The landlords, no matter how sympathetically inclined at heart, will not of their own volition take steps to alleviate the tenant farmer’s condition. An individual landlord will, to the best of his ability, consider that he is doing all he can, without injury to himself, to give his tenants a reasonably high standard of living. But no matter what his motives are and no matter what steps he takes, he is continuing the operation of a ruinous system of agriculture. It is ruinous because the system itself is not a collective venture, but one of personal profit.

The fact that the landlord operates a plantation for profit places him in the position of a business man, and business elsewhere has long had laws imposed upon it to assure the public of fair treatment. Business, other than plantation cotton farming, is conducted under restrictions that prohibit the owners from inflicting injurious practices upon labor and customers alike. Pure-food laws, minimum-wage laws, and child-labor laws have protected the worker. But in the cotton country a landlord employing a hundred workers enjoys special privileges that exempt him from paying a living wage, furnishing a healthful dwelling, and guaranteeing periodic settlement in money for work performed. Some tenant farmers are lucky to get even scrip with which to pay the interest on their food bill at the plantationowned store.

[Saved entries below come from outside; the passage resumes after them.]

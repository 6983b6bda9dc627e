//! The persisted order record.

use crate::{format_date, parse_date, RecordError, RecordResult};
use curd_core::{CheeseId, CheeseType, CustomerId, Order, OrderDetails, OrderId, Quantity};
use serde::{Deserialize, Serialize};
use std::collections::BTreeSet;

/// Flat form of an [`Order`].
#[derive(Debug, Clone, PartialEq, Eq, Serialize, Deserialize)]
pub struct OrderRecord {
    /// Identifier.
    pub id: u64,
    /// Identifier of the customer the order is for.
    pub customer_id: u64,
    /// Requested variety name.
    pub cheese_type: String,
    /// Requested quantity.
    pub quantity: u32,
    /// Order date, `%Y-%m-%d`.
    pub order_date: String,
    /// Completion date, present iff the order is complete.
    #[serde(default, skip_serializing_if = "Option::is_none")]
    pub completed_date: Option<String>,
    /// Identifiers of the assigned cheeses.
    #[serde(default)]
    pub cheeses: Vec<u64>,
}

impl From<&Order> for OrderRecord {
    fn from(order: &Order) -> Self {
        Self {
            id: order.id().get(),
            customer_id: order.customer_id().get(),
            cheese_type: order.cheese_type().name().to_string(),
            quantity: order.quantity().get(),
            order_date: format_date(order.order_date()),
            completed_date: order.completed_date().map(format_date),
            cheeses: order.cheeses().iter().map(|c| c.get()).collect(),
        }
    }
}

impl OrderRecord {
    /// Validates the record and converts it into an [`Order`].
    pub fn try_into_order(self) -> RecordResult<Order> {
        if self.id == 0 {
            return Err(RecordError::invalid_field("order", "id", "must be positive"));
        }
        if self.customer_id == 0 {
            return Err(RecordError::invalid_field(
                "order",
                "customer id",
                "must be positive",
            ));
        }
        let details = OrderDetails {
            customer_id: CustomerId::new(self.customer_id),
            cheese_type: CheeseType::parse(&self.cheese_type)?,
            quantity: Quantity::new(self.quantity)?,
            order_date: parse_date("order", "order date", &self.order_date)?,
        };
        let completed_date = self
            .completed_date
            .as_deref()
            .map(|d| parse_date("order", "completed date", d))
            .transpose()?;
        let cheeses: BTreeSet<CheeseId> = self.cheeses.iter().copied().map(CheeseId::new).collect();
        if cheeses.len() != self.cheeses.len() {
            return Err(RecordError::invalid_field(
                "order",
                "cheeses",
                "duplicate cheese identifier",
            ));
        }
        Ok(Order::restore(
            OrderId::new(self.id),
            details,
            completed_date,
            cheeses,
        )?)
    }
}
//! The relational store owning the entity collections.
//!
//! [`Inventory`] is the sole owner and sole mutator of the customer, cheese,
//! and order collections. Every mutation validates against current state and
//! either commits fully or returns a typed failure leaving the store
//! unchanged. Reads hand out value snapshots; external components never hold
//! a live alias into the collections.

use crate::entity::{
    Cheese, CheeseDetails, Customer, CustomerDetails, Order, OrderDetails,
};
use crate::error::{CurdError, CurdResult, Rule};
use crate::id::{CheeseId, CustomerId, EntityKind, IdAllocator, OrderId};
use crate::predicate::FieldPredicate;
use chrono::NaiveDate;
use std::cmp::Ordering;
use tracing::debug;

/// The in-memory relational store.
///
/// Collections keep insertion order; filtered views preserve it unless
/// ranking is requested. Identifiers are issued by an allocator owned by the
/// store and seeded from persisted data on restore, so no identifier of a
/// kind is ever issued twice in a process.
#[derive(Debug, Default)]
pub struct Inventory {
    customers: Vec<Customer>,
    cheeses: Vec<Cheese>,
    orders: Vec<Order>,
    ids: IdAllocator,
}
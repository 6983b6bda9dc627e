//! # CURD Testkit
//!
//! Test utilities shared by the CURD crates: entity builders with sensible
//! defaults, canned store fixtures, and proptest generators that maintain
//! the entities' validity invariants.

#![deny(unsafe_code)]
#![warn(missing_docs)]

mod builders;
mod fixtures;
pub mod generators;

pub use builders::{CheeseBuilder, CustomerBuilder, OrderBuilder};
pub use fixtures::{typical_customers, typical_inventory};
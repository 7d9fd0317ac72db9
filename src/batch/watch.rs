//! Polling watch loop for a single file.
//!
//! ```text
//!          ┌────────── unchanged ─────────┐
//!          ▼                              │
//!   ──▶ Idle ── sleep(interval) ──▶ poll mtime
//!          ▲                              │ changed
//!          └──── on_change(path) ◀── Changed (last = current)
//! ```
//!
//! Polling trades up to one interval of latency for portability: no
//! filesystem event API is involved. The loop only ends when its
//! [`CancelToken`] is cancelled or the file's metadata can no longer be read.

use std::fs;
use std::path::Path;
use std::time::{Duration, UNIX_EPOCH};

use crate::asset::AssetError;
use crate::core::CancelToken;
use crate::log;

/// Default delay between two polls.
pub const DEFAULT_INTERVAL: Duration = Duration::from_secs(60);

/// Modification time of `path` in whole seconds since the epoch.
///
/// Pre-epoch timestamps collapse to 0.
pub fn mtime_secs(path: &Path) -> Result<u64, AssetError> {
    let modified = fs::metadata(path)
        .and_then(|m| m.modified())
        .map_err(|e| AssetError::not_readable(path, e))?;
    Ok(modified
        .duration_since(UNIX_EPOCH)
        .map(|d| d.as_secs())
        .unwrap_or(0))
}

/// Watch `path`, calling `on_change` once per observed mtime transition.
///
/// The mtime read after `on_change` returns becomes the new baseline, so a
/// handler that rewrites `path` in place does not trigger itself.
///
/// Returns the number of changes handled once `cancel` fires. A metadata
/// read failure ends the loop with `NotReadable`.
pub fn watch_file<F>(
    path: &Path,
    interval: Duration,
    cancel: &CancelToken,
    mut on_change: F,
) -> Result<usize, AssetError>
where
    F: FnMut(&Path),
{
    let mut last = mtime_secs(path)?;
    let mut changes = 0;
    log!("watch"; "watching {}", path.display());

    while !cancel.sleep(interval) {
        let current = mtime_secs(path)?;
        if current == last {
            continue;
        }
        last = current;
        changes += 1;
        log!("watch"; "modification detected on {}", path.display());
        on_change(path);
        // Writes made by the handler itself (overwrite mode) are not changes
        last = mtime_secs(path)?;
    }

    Ok(changes)
}

#[cfg(test)]
mod tests {
    use super::*;
    use std::fs::File;
    use std::sync::Arc;
    use std::sync::atomic::{AtomicUsize, Ordering};
    use std::thread;
    use std::time::Instant;
    use tempfile::TempDir;

    const TICK: Duration = Duration::from_millis(10);

    fn set_mtime(path: &Path, secs: u64) {
        let file = File::options().write(true).open(path).unwrap();
        file.set_modified(UNIX_EPOCH + Duration::from_secs(secs))
            .unwrap();
    }

    fn wait_until(cond: impl Fn() -> bool) -> bool {
        let deadline = Instant::now() + Duration::from_secs(5);
        while Instant::now() < deadline {
            if cond() {
                return true;
            }
            thread::sleep(TICK);
        }
        cond()
    }

    fn spawn_watch(
        path: &Path,
        token: CancelToken,
    ) -> (
        Arc<AtomicUsize>,
        thread::JoinHandle<Result<usize, AssetError>>,
    ) {
        let count = Arc::new(AtomicUsize::new(0));
        let counter = Arc::clone(&count);
        let path = path.to_path_buf();
        let handle = thread::spawn(move || {
            watch_file(&path, TICK, &token, |_| {
                counter.fetch_add(1, Ordering::SeqCst);
            })
        });
        (count, handle)
    }

    #[test]
    fn test_mtime_secs() {
        let dir = TempDir::new().unwrap();
        let path = dir.path().join("a.css");
        fs::write(&path, "a{}").unwrap();
        set_mtime(&path, 1_000);
        assert_eq!(mtime_secs(&path).unwrap(), 1_000);
        assert!(matches!(
            mtime_secs(&dir.path().join("missing.css")),
            Err(AssetError::NotReadable { .. })
        ));
    }

    #[test]
    fn test_once_per_transition() {
        let dir = TempDir::new().unwrap();
        let path = dir.path().join("a.css");
        fs::write(&path, "a{}").unwrap();
        set_mtime(&path, 1_000);

        let (canceller, token) = CancelToken::pair();
        let (count, handle) = spawn_watch(&path, token);

        // unchanged polls never fire
        thread::sleep(TICK * 10);
        assert_eq!(count.load(Ordering::SeqCst), 0);

        set_mtime(&path, 2_000);
        assert!(wait_until(|| count.load(Ordering::SeqCst) == 1));
        thread::sleep(TICK * 10);
        assert_eq!(count.load(Ordering::SeqCst), 1);

        set_mtime(&path, 3_000);
        assert!(wait_until(|| count.load(Ordering::SeqCst) == 2));

        canceller.cancel();
        assert_eq!(handle.join().unwrap().unwrap(), 2);
    }

    #[test]
    fn test_going_back_in_time_is_a_change() {
        let dir = TempDir::new().unwrap();
        let path = dir.path().join("a.js");
        fs::write(&path, "1").unwrap();
        set_mtime(&path, 5_000);

        let (canceller, token) = CancelToken::pair();
        let (count, handle) = spawn_watch(&path, token);
        thread::sleep(TICK * 5);
        set_mtime(&path, 4_000);
        assert!(wait_until(|| count.load(Ordering::SeqCst) == 1));

        canceller.cancel();
        assert_eq!(handle.join().unwrap().unwrap(), 1);
    }

    #[test]
    fn test_handler_rewriting_file_does_not_retrigger() {
        let dir = TempDir::new().unwrap();
        let path = dir.path().join("a.css");
        fs::write(&path, "a { color: red; }").unwrap();
        set_mtime(&path, 1_000);

        let (canceller, token) = CancelToken::pair();
        let count = Arc::new(AtomicUsize::new(0));
        let counter = Arc::clone(&count);
        let watched = path.clone();
        let handle = thread::spawn(move || {
            watch_file(&watched, TICK, &token, |changed| {
                counter.fetch_add(1, Ordering::SeqCst);
                // rewrite in place, as --overwrite does
                fs::write(changed, "a{color:red}").unwrap();
                set_mtime(changed, 9_000);
            })
        });

        thread::sleep(TICK * 5);
        set_mtime(&path, 2_000);
        assert!(wait_until(|| count.load(Ordering::SeqCst) == 1));
        thread::sleep(TICK * 20);
        assert_eq!(count.load(Ordering::SeqCst), 1);

        canceller.cancel();
        assert_eq!(handle.join().unwrap().unwrap(), 1);
    }

    #[test]
    fn test_cancel_stops_loop() {
        let dir = TempDir::new().unwrap();
        let path = dir.path().join("a.css");
        fs::write(&path, "a{}").unwrap();

        let (canceller, token) = CancelToken::pair();
        let path_clone = path.clone();
        let handle = thread::spawn(move || {
            watch_file(&path_clone, Duration::from_secs(3600), &token, |_| {})
        });
        thread::sleep(TICK * 2);
        canceller.cancel();
        assert_eq!(handle.join().unwrap().unwrap(), 0);
    }

    #[test]
    fn test_vanished_file_ends_watch() {
        let dir = TempDir::new().unwrap();
        let path = dir.path().join("a.css");
        fs::write(&path, "a{}").unwrap();

        let (_canceller, token) = CancelToken::pair();
        let (_count, handle) = spawn_watch(&path, token);
        thread::sleep(TICK * 3);
        fs::remove_file(&path).unwrap();

        let result = handle.join().unwrap();
        assert!(matches!(result, Err(AssetError::NotReadable { .. })));
    }

    #[test]
    fn test_missing_file_fails_immediately() {
        let dir = TempDir::new().unwrap();
        let (_canceller, token) = CancelToken::pair();
        let result = watch_file(&dir.path().join("nope.css"), TICK, &token, |_| {});
        assert!(matches!(result, Err(AssetError::NotReadable { .. })));
    }
}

There will always be farm laborers. Not all tenant farmers have a desire to be the owners of land. But all men, women, and children who work on tenant farms have the right to demand adequate pay for the work performed. If the landlord refuses to pay for work done, he should either be barred from employing labor or be forced to post a bond that would ensure the payment of wages. Field hands and share-croppers should have the same protection from unscrupulous employers that workers in steel mills and department stores receive. If the states and the Federal Government refuse to provide protection to this class of citizen, tenant farmers have every right in the world to protect themselves against unscrupulous and untrustworthy employers. In that case, it is the duty of the states and the Federal Government to inspire, promote, and protect unionization of cotton farmers in the South.

Some provision has been made for the farmer who wishes to leave the plantation and work his own crops. Rehabilitation and subsistence farms, land loans and crop loans, have appealed to men who are capable of making a living without the supervision of overseers. These are a small percentage of the tenant farming class. Most tenant farmers are content to work as field hands and share-croppers, provided they receive a living wage for their labor, and would much prefer not to have the responsibility of land ownership. No provision has been made for these workers, and it is on them that the hardest blow falls. They are the men and women who work for from fifty cents to a dollar a day, from three to six months a year, and who are forced to live in a dwelling detrimental to health, to wear insufficient clothing in cold weather, and to exist on an insufficient quantity and variety of food. These are the people who develop pellagra, and who use snuff to deaden the desire for food.

There is an urgent need for a government commission, invested with authoritative power, to make a study of tenant farming in the cotton country. The commission, in order to produce effective results, should be nonpolitical in membership. It should propose to study all phases of tenant farm life over a period of time long enough to familiarize itself with the needs of the tenant farm class.

It would be difficult to anticipate the final result of such a study. No surmise could be undertaken until the facts of the survey were known. Whatever the first results of the study would be, they would be enough to show how little was previously known about the tenant farming system, and that some planning is necessary in order to regenerate ten million persons who are actually threatened with the possibility of living in economic slavery in America.